Source data >>
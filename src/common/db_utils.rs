use std::time::Duration;

use sqlx::PgConnection;

use crate::common::error::AppError;

// ---
// Per-transaction timeouts
// ---
/// Bounds every statement and every row-lock wait on the current
/// transaction. `set_config(.., true)` is transaction-local, so the pooled
/// connection goes back to the pool with its defaults.
pub(crate) async fn apply_transaction_timeouts(
    conn: &mut PgConnection,
    timeout: Duration,
) -> Result<(), AppError> {
    let millis = timeout.as_millis().to_string();

    sqlx::query("SELECT set_config('statement_timeout', $1, true)")
        .bind(&millis)
        .execute(&mut *conn)
        .await?;

    sqlx::query("SELECT set_config('lock_timeout', $1, true)")
        .bind(&millis)
        .execute(&mut *conn)
        .await?;

    Ok(())
}

// SQLSTATEs raised when the timeouts above fire.
const QUERY_CANCELED: &str = "57014";
const LOCK_NOT_AVAILABLE: &str = "55P03";
const NUMERIC_VALUE_OUT_OF_RANGE: &str = "22003";

/// True when Postgres aborted the statement because of
/// `statement_timeout` or `lock_timeout`.
pub(crate) fn is_timeout(err: &sqlx::Error) -> bool {
    err.as_database_error()
        .and_then(|db_err| db_err.code())
        .is_some_and(|code| code == QUERY_CANCELED || code == LOCK_NOT_AVAILABLE)
}

/// True when a value did not fit its `NUMERIC` column.
pub(crate) fn is_numeric_overflow(err: &sqlx::Error) -> bool {
    err.as_database_error()
        .and_then(|db_err| db_err.code())
        .is_some_and(|code| code == NUMERIC_VALUE_OUT_OF_RANGE)
}
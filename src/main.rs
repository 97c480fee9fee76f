//src/main.rs

use std::sync::Arc;

use anyhow::Context;
use tokio::net::TcpListener;
use tracing_subscriber::EnvFilter;

mod common;
mod config;
mod db;
mod handlers;
mod middleware;
mod models;
mod routes;
mod services;
#[cfg(test)]
mod test_support;

use crate::config::{AppState, Config};
use crate::services::KitchenHub;

#[tokio::main]
async fn main() -> anyhow::Result<()> {
    tracing_subscriber::fmt()
        .with_env_filter(
            EnvFilter::try_from_default_env().unwrap_or_else(|_| EnvFilter::new("info")),
        )
        .with_target(false)
        .compact()
        .init();

    // If configuration or the database is unavailable the server must not start.
    let config = Config::from_env()?;
    let bind_addr = config.bind_addr.clone();
    let app_state = AppState::new(config).await?;

    sqlx::migrate!()
        .run(&app_state.db_pool)
        .await
        .context("database migrations failed")?;

    tracing::info!("✅ Database migrations applied");

    let hub = app_state.kitchen_hub.clone();
    let app = routes::router(app_state);

    let listener = TcpListener::bind(&bind_addr)
        .await
        .with_context(|| format!("could not bind {bind_addr}"))?;
    tracing::info!("🚀 Server listening on {}", listener.local_addr()?);

    axum::serve(listener, app)
        .with_graceful_shutdown(shutdown_signal(hub))
        .await
        .context("server error")?;

    Ok(())
}

// Waits for Ctrl-C, then closes every kitchen display so their sockets do not
// hold the graceful shutdown open.
async fn shutdown_signal(hub: Arc<KitchenHub>) {
    if let Err(e) = tokio::signal::ctrl_c().await {
        tracing::error!(error = %e, "could not listen for shutdown signal");
        std::future::pending::<()>().await;
    }
    tracing::info!("shutting down");
    hub.close_all();
}
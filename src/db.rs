pub mod catalog_repo;
pub use catalog_repo::CatalogRepository;
pub mod inventory_repo;
pub use inventory_repo::InventoryRepository;
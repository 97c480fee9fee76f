// src/services/inventory_service.rs

use rust_decimal::Decimal;
use sqlx::{Executor, Postgres};

use crate::{
    common::error::AppError,
    db::{CatalogRepository, InventoryRepository},
    models::inventory::{InventoryView, StoreInventory},
};

// Administrative stock operations. Orders never go through here.
#[derive(Clone)]
pub struct InventoryService {
    catalog_repo: CatalogRepository,
    inventory_repo: InventoryRepository,
}

impl InventoryService {
    pub fn new(catalog_repo: CatalogRepository, inventory_repo: InventoryRepository) -> Self {
        Self { catalog_repo, inventory_repo }
    }

    // --- RESTOCK ---
    pub async fn restock<'e, E>(
        &self,
        executor: E,
        store_id: i64,
        ingredient_id: i64,
        quantity: Decimal,
    ) -> Result<StoreInventory, AppError>
    where
        E: Executor<'e, Database = Postgres>,
    {
        let row = self.inventory_repo
            .restock(executor, store_id, ingredient_id, quantity)
            .await?;

        tracing::info!(
            store_id,
            ingredient_id,
            added = %quantity,
            stock = %row.stock_quantity,
            "store restocked"
        );
        Ok(row)
    }

    // --- STOCK LISTING ---
    pub async fn list_store_inventory<'e, E>(
        &self,
        executor: E,
        store_id: i64,
    ) -> Result<Vec<InventoryView>, AppError>
    where
        E: Executor<'e, Database = Postgres> + Copy,
    {
        if self.catalog_repo.find_store(executor, store_id).await?.is_none() {
            return Err(AppError::StoreOrIngredientNotFound);
        }
        self.inventory_repo.list_store_inventory(executor, store_id).await
    }
}
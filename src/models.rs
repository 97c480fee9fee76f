pub mod catalog;
pub mod inventory;
pub mod kitchen;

Goal of the exercise >>
Determine how many lines in the records include the string "routes". Only that number should be given.

Solution to the problem >>
2